The company has also liaised with the University of Guyana and said that a degree from the state-owned tertiary institution would be considered a qualification for employment. There will also be equal employment opportunities available for persons trained in the diaspora but they too will have to be trained by the company.
“The good thing about college is we know you went and you have the ability to learn. We don’t just hire petrol engineers, we hire chemical and other engineers. The minimum requirements here is college but we don’t see any issue, at this point, with anyone coming out of that school [UG] that we couldn’t hire. We know too there are a lot of Guyanese out of the country too who want to come back and many who work in Trinidad, some were schooled in New York, Miami and other places…,” Leboeuf noted.
He also said it was important for potential employees here to know that there is no room for errors.
“For me, in the oilfield it’s 40% everything else and 60% safety. It is all about safety and watching over everybody, making sure everybody is doing the job they are supposed to do and doing it right.
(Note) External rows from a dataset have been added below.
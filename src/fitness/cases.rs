//! Test cases a program is scored against.

use crate::engine::ExpressionEngine;
use crate::error::{GpError, Result};
use crate::expression::Expression;

/// Input vectors and, when the deviance needs them, the expected outputs.
#[cfg_attr(feature = "serde", derive(serde::Serialize, serde::Deserialize))]
#[derive(Debug, Clone, PartialEq)]
pub struct TestCases {
    inputs: Vec<Vec<f64>>,
    outputs: Option<Vec<f64>>,
}

impl TestCases {
    /// Creates a set of test cases.
    ///
    /// # Errors
    ///
    /// Returns `GpError::Configuration` if there are no inputs or if the outputs
    /// do not line up with the inputs.
    pub fn new(inputs: Vec<Vec<f64>>, outputs: Option<Vec<f64>>) -> Result<Self> {
        if inputs.is_empty() {
            return Err(GpError::Configuration(
                "At least one input case is required".to_string(),
            ));
        }
        if let Some(outputs) = &outputs {
            if outputs.len() != inputs.len() {
                return Err(GpError::Configuration(format!(
                    "Output count ({}) doesn't match input count ({})",
                    outputs.len(),
                    inputs.len()
                )));
            }
        }
        Ok(Self { inputs, outputs })
    }

    /// Creates test cases without expected outputs.
    pub fn from_inputs(inputs: Vec<Vec<f64>>) -> Result<Self> {
        Self::new(inputs, None)
    }

    pub fn len(&self) -> usize {
        self.inputs.len()
    }

    pub fn is_empty(&self) -> bool {
        self.inputs.is_empty()
    }

    pub fn inputs(&self) -> &[Vec<f64>] {
        &self.inputs
    }

    pub fn input(&self, index: usize) -> Option<&[f64]> {
        self.inputs.get(index).map(Vec::as_slice)
    }

    pub fn outputs(&self) -> Option<&[f64]> {
        self.outputs.as_deref()
    }

    pub fn output(&self, index: usize) -> Option<f64> {
        self.outputs.as_ref().and_then(|o| o.get(index)).copied()
    }

    pub fn has_outputs(&self) -> bool {
        self.outputs.is_some()
    }

    /// Replaces the expected outputs with the values of `target` on every input.
    ///
    /// # Errors
    ///
    /// Any evaluation failure, including `InvalidEvaluation`, is returned: a target
    /// that cannot be evaluated on its own inputs is a configuration problem.
    pub fn generate_outputs(
        &mut self,
        engine: &mut dyn ExpressionEngine,
        target: &Expression,
    ) -> Result<()> {
        let outputs = self
            .inputs
            .iter()
            .map(|input| engine.evaluate(target, Some(input)))
            .collect::<Result<Vec<f64>>>()?;
        self.outputs = Some(outputs);
        Ok(())
    }
}

#[cfg(test)]
mod tests {
    use super::*;
    use crate::engine::ScriptedEngine;

    #[test]
    fn test_rejects_empty_inputs() {
        assert!(matches!(
            TestCases::from_inputs(Vec::new()),
            Err(GpError::Configuration(_))
        ));
    }

    #[test]
    fn test_rejects_mismatched_outputs() {
        let result = TestCases::new(vec![vec![0.0], vec![1.0]], Some(vec![0.0]));
        assert!(matches!(result, Err(GpError::Configuration(_))));
    }

    #[test]
    fn test_accessors() {
        let cases = TestCases::new(vec![vec![0.0], vec![1.0, 2.0]], Some(vec![0.0, 2.0])).unwrap();
        assert_eq!(cases.len(), 2);
        assert_eq!(cases.input(1), Some(&[1.0, 2.0][..]));
        assert_eq!(cases.output(1), Some(2.0));
        assert_eq!(cases.output(2), None);
    }

    #[test]
    fn test_generate_outputs() {
        let mut engine = ScriptedEngine::new("X").with_evaluator(|_, input| {
            let x = input.map(|v| v[0]).unwrap_or(0.0);
            Ok(x * x)
        });
        let mut cases = TestCases::from_inputs(vec![vec![1.0], vec![2.0], vec![3.0]]).unwrap();
        assert!(!cases.has_outputs());

        cases
            .generate_outputs(&mut engine, &Expression::from("(* X X)"))
            .unwrap();
        assert_eq!(cases.outputs(), Some(&[1.0, 4.0, 9.0][..]));
    }
}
If you don’t see something [being done], you stop [them] and you explain to them. Anybody we bring in has to be very safety-minded because it is what we are. We preach it, we live it and is the culture of our company,” he explained.
“The type of training we do is very intensive. It is like being back in college again. It is like classroom work, where you have to pass to get to the next level, and there is always safety. Nothing beats on-hand training,” he added, before also stressing the importance of communication to safety. “Communication is key for safety. You have to be able to do it…. But I believe the Guyanese people are capable and those from the university here should not have a problem passing.”